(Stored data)
Content starts
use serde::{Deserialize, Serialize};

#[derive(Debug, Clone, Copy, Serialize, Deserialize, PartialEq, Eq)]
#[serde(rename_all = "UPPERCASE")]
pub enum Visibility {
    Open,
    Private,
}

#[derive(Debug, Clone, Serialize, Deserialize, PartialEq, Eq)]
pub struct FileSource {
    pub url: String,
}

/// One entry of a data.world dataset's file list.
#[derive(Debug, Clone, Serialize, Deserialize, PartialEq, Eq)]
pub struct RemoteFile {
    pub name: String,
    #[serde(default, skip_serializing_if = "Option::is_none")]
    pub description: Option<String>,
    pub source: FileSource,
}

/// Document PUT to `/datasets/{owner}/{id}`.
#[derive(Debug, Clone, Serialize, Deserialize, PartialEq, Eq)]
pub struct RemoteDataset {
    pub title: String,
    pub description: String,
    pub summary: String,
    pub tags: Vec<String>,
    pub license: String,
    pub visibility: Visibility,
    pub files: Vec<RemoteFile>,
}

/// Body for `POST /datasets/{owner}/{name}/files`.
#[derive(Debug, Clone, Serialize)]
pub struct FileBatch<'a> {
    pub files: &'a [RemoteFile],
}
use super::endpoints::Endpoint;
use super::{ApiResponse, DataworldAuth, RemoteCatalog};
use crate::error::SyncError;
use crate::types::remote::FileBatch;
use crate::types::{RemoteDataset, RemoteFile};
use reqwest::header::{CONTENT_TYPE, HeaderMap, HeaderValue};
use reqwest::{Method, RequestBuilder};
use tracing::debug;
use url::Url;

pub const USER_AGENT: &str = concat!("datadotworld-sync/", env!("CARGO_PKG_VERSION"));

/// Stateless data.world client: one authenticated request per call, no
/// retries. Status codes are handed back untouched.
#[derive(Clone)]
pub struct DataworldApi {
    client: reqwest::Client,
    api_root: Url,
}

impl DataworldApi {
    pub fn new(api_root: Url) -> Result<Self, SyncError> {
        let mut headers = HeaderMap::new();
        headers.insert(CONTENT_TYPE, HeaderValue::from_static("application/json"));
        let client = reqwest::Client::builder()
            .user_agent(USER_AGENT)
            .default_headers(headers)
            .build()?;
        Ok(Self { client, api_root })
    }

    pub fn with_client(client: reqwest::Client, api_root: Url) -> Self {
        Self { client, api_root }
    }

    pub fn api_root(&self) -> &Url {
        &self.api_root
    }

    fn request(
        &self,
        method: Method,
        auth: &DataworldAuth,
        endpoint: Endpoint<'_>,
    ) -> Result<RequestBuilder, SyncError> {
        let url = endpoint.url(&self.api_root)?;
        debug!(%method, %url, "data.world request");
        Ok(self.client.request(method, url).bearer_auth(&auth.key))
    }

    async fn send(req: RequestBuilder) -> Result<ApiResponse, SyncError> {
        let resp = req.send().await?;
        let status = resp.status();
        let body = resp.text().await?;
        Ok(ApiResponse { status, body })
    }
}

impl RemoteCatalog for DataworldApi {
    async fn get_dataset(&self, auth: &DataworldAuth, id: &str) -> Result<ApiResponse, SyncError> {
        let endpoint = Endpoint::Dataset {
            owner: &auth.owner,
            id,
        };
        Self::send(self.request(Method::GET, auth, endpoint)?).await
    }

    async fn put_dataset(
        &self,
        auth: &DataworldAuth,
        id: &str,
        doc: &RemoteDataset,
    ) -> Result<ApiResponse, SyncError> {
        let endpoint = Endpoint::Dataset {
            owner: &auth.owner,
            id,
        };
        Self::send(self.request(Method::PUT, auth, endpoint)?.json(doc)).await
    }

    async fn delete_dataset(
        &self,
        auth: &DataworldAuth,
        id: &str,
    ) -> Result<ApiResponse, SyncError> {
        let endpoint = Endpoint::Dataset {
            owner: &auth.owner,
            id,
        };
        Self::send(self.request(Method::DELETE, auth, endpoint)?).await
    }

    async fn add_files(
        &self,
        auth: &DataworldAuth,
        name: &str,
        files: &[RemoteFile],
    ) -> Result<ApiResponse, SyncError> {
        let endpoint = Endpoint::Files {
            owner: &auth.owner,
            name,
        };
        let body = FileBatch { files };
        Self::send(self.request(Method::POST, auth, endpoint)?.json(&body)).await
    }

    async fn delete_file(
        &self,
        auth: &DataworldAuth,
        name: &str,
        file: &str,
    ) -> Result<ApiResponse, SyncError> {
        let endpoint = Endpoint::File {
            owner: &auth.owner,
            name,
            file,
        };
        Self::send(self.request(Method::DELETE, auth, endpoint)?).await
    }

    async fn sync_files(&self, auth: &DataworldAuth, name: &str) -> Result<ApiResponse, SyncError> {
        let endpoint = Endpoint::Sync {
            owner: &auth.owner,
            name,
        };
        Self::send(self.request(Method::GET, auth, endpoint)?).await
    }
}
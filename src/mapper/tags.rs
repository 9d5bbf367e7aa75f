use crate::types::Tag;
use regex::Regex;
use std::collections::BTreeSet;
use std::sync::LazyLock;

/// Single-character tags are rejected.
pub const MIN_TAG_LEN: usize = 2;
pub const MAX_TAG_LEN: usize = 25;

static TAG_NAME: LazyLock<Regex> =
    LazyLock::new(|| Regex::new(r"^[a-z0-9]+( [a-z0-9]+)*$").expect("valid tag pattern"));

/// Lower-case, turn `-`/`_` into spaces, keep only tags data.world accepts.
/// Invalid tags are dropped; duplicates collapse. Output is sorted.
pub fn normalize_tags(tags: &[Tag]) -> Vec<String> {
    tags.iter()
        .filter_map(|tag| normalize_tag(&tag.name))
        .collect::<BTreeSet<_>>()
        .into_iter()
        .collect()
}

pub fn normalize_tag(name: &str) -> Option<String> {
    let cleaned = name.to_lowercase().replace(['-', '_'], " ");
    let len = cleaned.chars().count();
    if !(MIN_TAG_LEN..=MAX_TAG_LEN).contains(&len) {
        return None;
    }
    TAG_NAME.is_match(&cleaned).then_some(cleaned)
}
Content ends
Content starts
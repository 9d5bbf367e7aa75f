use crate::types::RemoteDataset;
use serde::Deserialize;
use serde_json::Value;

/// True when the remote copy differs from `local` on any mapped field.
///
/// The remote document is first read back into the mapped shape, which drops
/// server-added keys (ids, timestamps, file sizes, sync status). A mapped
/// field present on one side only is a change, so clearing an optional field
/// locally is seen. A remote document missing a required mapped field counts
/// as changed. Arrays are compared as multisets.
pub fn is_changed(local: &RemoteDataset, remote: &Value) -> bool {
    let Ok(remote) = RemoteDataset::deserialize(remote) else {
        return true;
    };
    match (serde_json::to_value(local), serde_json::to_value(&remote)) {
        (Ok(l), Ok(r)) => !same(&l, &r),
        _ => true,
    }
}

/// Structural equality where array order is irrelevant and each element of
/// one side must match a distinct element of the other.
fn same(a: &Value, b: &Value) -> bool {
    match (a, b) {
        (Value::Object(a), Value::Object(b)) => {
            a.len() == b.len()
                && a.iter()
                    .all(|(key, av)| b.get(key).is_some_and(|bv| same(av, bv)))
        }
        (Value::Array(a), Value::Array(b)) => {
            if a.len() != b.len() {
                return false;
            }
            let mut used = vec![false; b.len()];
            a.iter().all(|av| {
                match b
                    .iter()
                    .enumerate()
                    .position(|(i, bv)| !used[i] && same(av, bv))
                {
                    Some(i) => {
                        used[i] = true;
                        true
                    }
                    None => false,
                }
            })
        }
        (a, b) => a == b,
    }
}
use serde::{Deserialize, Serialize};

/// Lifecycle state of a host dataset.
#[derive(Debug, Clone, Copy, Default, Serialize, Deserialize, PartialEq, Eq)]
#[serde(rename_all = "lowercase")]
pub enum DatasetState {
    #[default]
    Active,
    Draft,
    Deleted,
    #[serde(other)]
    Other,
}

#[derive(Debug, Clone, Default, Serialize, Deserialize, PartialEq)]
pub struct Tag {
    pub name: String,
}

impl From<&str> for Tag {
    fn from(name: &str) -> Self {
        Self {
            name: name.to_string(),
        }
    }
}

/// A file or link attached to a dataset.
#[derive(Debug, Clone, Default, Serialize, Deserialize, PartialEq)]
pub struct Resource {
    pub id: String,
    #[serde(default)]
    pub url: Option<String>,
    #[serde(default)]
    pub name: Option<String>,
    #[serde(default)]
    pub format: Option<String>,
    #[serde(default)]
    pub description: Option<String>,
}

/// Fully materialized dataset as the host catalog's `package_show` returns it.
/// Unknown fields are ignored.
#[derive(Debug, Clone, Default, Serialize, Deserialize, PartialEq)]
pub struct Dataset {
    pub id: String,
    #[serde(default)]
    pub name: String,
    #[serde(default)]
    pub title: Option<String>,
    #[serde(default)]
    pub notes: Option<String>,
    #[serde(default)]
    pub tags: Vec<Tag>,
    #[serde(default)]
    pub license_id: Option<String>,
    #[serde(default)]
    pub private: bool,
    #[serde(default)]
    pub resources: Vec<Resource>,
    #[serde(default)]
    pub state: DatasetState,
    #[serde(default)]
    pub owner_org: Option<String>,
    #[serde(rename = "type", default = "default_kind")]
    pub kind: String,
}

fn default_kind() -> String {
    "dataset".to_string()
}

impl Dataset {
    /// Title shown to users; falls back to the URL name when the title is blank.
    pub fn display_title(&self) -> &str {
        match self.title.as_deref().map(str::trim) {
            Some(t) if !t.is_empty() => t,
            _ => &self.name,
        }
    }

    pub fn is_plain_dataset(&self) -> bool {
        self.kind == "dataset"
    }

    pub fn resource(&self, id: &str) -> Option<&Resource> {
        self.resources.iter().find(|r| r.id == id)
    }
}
Content ends
■ Exercise directions
The number of lines above containing the word "RemoteFile" is all that should be returned.

■ Completed task
5